> ACTION ITEM: Lines below containing the word "until" should be copied out.

> EXTRACTED INFORMATION:

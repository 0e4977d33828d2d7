//! Detection delays expressed in probe timeouts (PTOs).
//!
//! A connection restarts detection on every forward-progress event; the
//! deadlines of the new round are derived from the current PTO so that the
//! detector scales with the path's round-trip time.
//!
//! # Example
//!
//! ```rust
//! use std::time::Duration;
//! use pathwatch_detector_core::{DetectorConfig, Timestamp};
//!
//! let config = DetectorConfig::default();
//! let deadlines = config.deadlines(Timestamp::from_secs(1), Duration::from_millis(200));
//! assert_eq!(deadlines.path_degrading, Some(Timestamp::from_millis(1800)));
//! assert_eq!(deadlines.blackhole, Timestamp::from_millis(2000));
//! ```

use std::time::Duration;

use serde::{Deserialize, Serialize};

use crate::deadline::DetectionDeadlines;
use crate::error::{Error, Result};
use crate::time::Timestamp;

/// Default number of PTOs without progress before path degrading fires.
pub const DEFAULT_PATH_DEGRADING_PTOS: u32 = 4;

/// Default number of PTOs without progress before path MTU reduction fires.
pub const DEFAULT_PATH_MTU_REDUCTION_PTOS: u32 = 2;

/// Default number of PTOs without progress before the blackhole fires.
pub const DEFAULT_BLACKHOLE_PTOS: u32 = 5;

/// How far each detection stage lies from the last forward progress.
#[derive(Debug, Clone, PartialEq, Eq, Serialize, Deserialize)]
#[serde(default)]
pub struct DetectorConfig {
    /// Watch for path degrading at all.
    pub path_degrading_enabled: bool,

    /// PTOs until path degrading is signalled.
    pub path_degrading_ptos: u32,

    /// Watch for path MTU reduction at all.
    pub path_mtu_reduction_enabled: bool,

    /// PTOs until path MTU reduction is signalled.
    pub path_mtu_reduction_ptos: u32,

    /// PTOs until the blackhole is signalled.
    pub blackhole_ptos: u32,

    /// Lower bound for the blackhole delay, in milliseconds.
    pub min_blackhole_delay_ms: u64,

    /// Alarm re-arm granularity, in milliseconds. Zero keeps the alarm exactly
    /// on the earliest deadline.
    pub alarm_granularity_ms: u64,
}

impl Default for DetectorConfig {
    fn default() -> Self {
        Self {
            path_degrading_enabled: true,
            path_degrading_ptos: DEFAULT_PATH_DEGRADING_PTOS,
            path_mtu_reduction_enabled: true,
            path_mtu_reduction_ptos: DEFAULT_PATH_MTU_REDUCTION_PTOS,
            blackhole_ptos: DEFAULT_BLACKHOLE_PTOS,
            min_blackhole_delay_ms: 0,
            alarm_granularity_ms: 0,
        }
    }
}

impl DetectorConfig {
    /// Enable the path MTU reduction stage at `ptos`
    pub fn with_path_mtu_reduction(mut self, ptos: u32) -> Self {
        self.path_mtu_reduction_enabled = true;
        self.path_mtu_reduction_ptos = ptos;
        self
    }

    pub fn without_path_mtu_reduction(mut self) -> Self {
        self.path_mtu_reduction_enabled = false;
        self
    }

    pub fn without_path_degrading(mut self) -> Self {
        self.path_degrading_enabled = false;
        self
    }

    pub fn min_blackhole_delay(&self) -> Duration {
        Duration::from_millis(self.min_blackhole_delay_ms)
    }

    pub fn alarm_granularity(&self) -> Duration {
        Duration::from_millis(self.alarm_granularity_ms)
    }

    /// Check that every stage fires strictly before the blackhole.
    pub fn validate(&self) -> Result<()> {
        if self.blackhole_ptos == 0 {
            return Err(Error::InvalidConfig(
                "blackhole_ptos must be at least 1".to_string(),
            ));
        }
        if self.path_degrading_enabled {
            if self.path_degrading_ptos == 0 {
                return Err(Error::InvalidConfig(
                    "path_degrading_ptos must be at least 1".to_string(),
                ));
            }
            if self.path_degrading_ptos >= self.blackhole_ptos {
                return Err(Error::InvalidConfig(format!(
                    "path_degrading_ptos ({}) must be below blackhole_ptos ({})",
                    self.path_degrading_ptos, self.blackhole_ptos
                )));
            }
        }
        if self.path_mtu_reduction_enabled
            && (self.path_mtu_reduction_ptos == 0
                || self.path_mtu_reduction_ptos >= self.blackhole_ptos)
        {
            return Err(Error::InvalidConfig(format!(
                "path_mtu_reduction_ptos ({}) must be between 1 and blackhole_ptos ({})",
                self.path_mtu_reduction_ptos, self.blackhole_ptos
            )));
        }
        Ok(())
    }

    /// Deadlines for a detection round starting at `now` with probe timeout `pto`.
    ///
    /// Delays that do not fit a [`Duration`] saturate to the latest timestamp.
    pub fn deadlines(&self, now: Timestamp, pto: Duration) -> DetectionDeadlines {
        let after_ptos = |ptos: u32| now + pto.saturating_mul(ptos);
        let path_degrading = self
            .path_degrading_enabled
            .then(|| after_ptos(self.path_degrading_ptos));
        let path_mtu_reduction = self
            .path_mtu_reduction_enabled
            .then(|| after_ptos(self.path_mtu_reduction_ptos));
        let blackhole = std::cmp::max(
            after_ptos(self.blackhole_ptos),
            now + self.min_blackhole_delay(),
        );

        DetectionDeadlines {
            path_degrading,
            blackhole,
            path_mtu_reduction,
        }
    }
}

> THE COMPLETED TASK:
    /// PTOs until path degrading is signalled.
    /// PTOs until path MTU reduction is signalled.
    /// PTOs until the blackhole is signalled.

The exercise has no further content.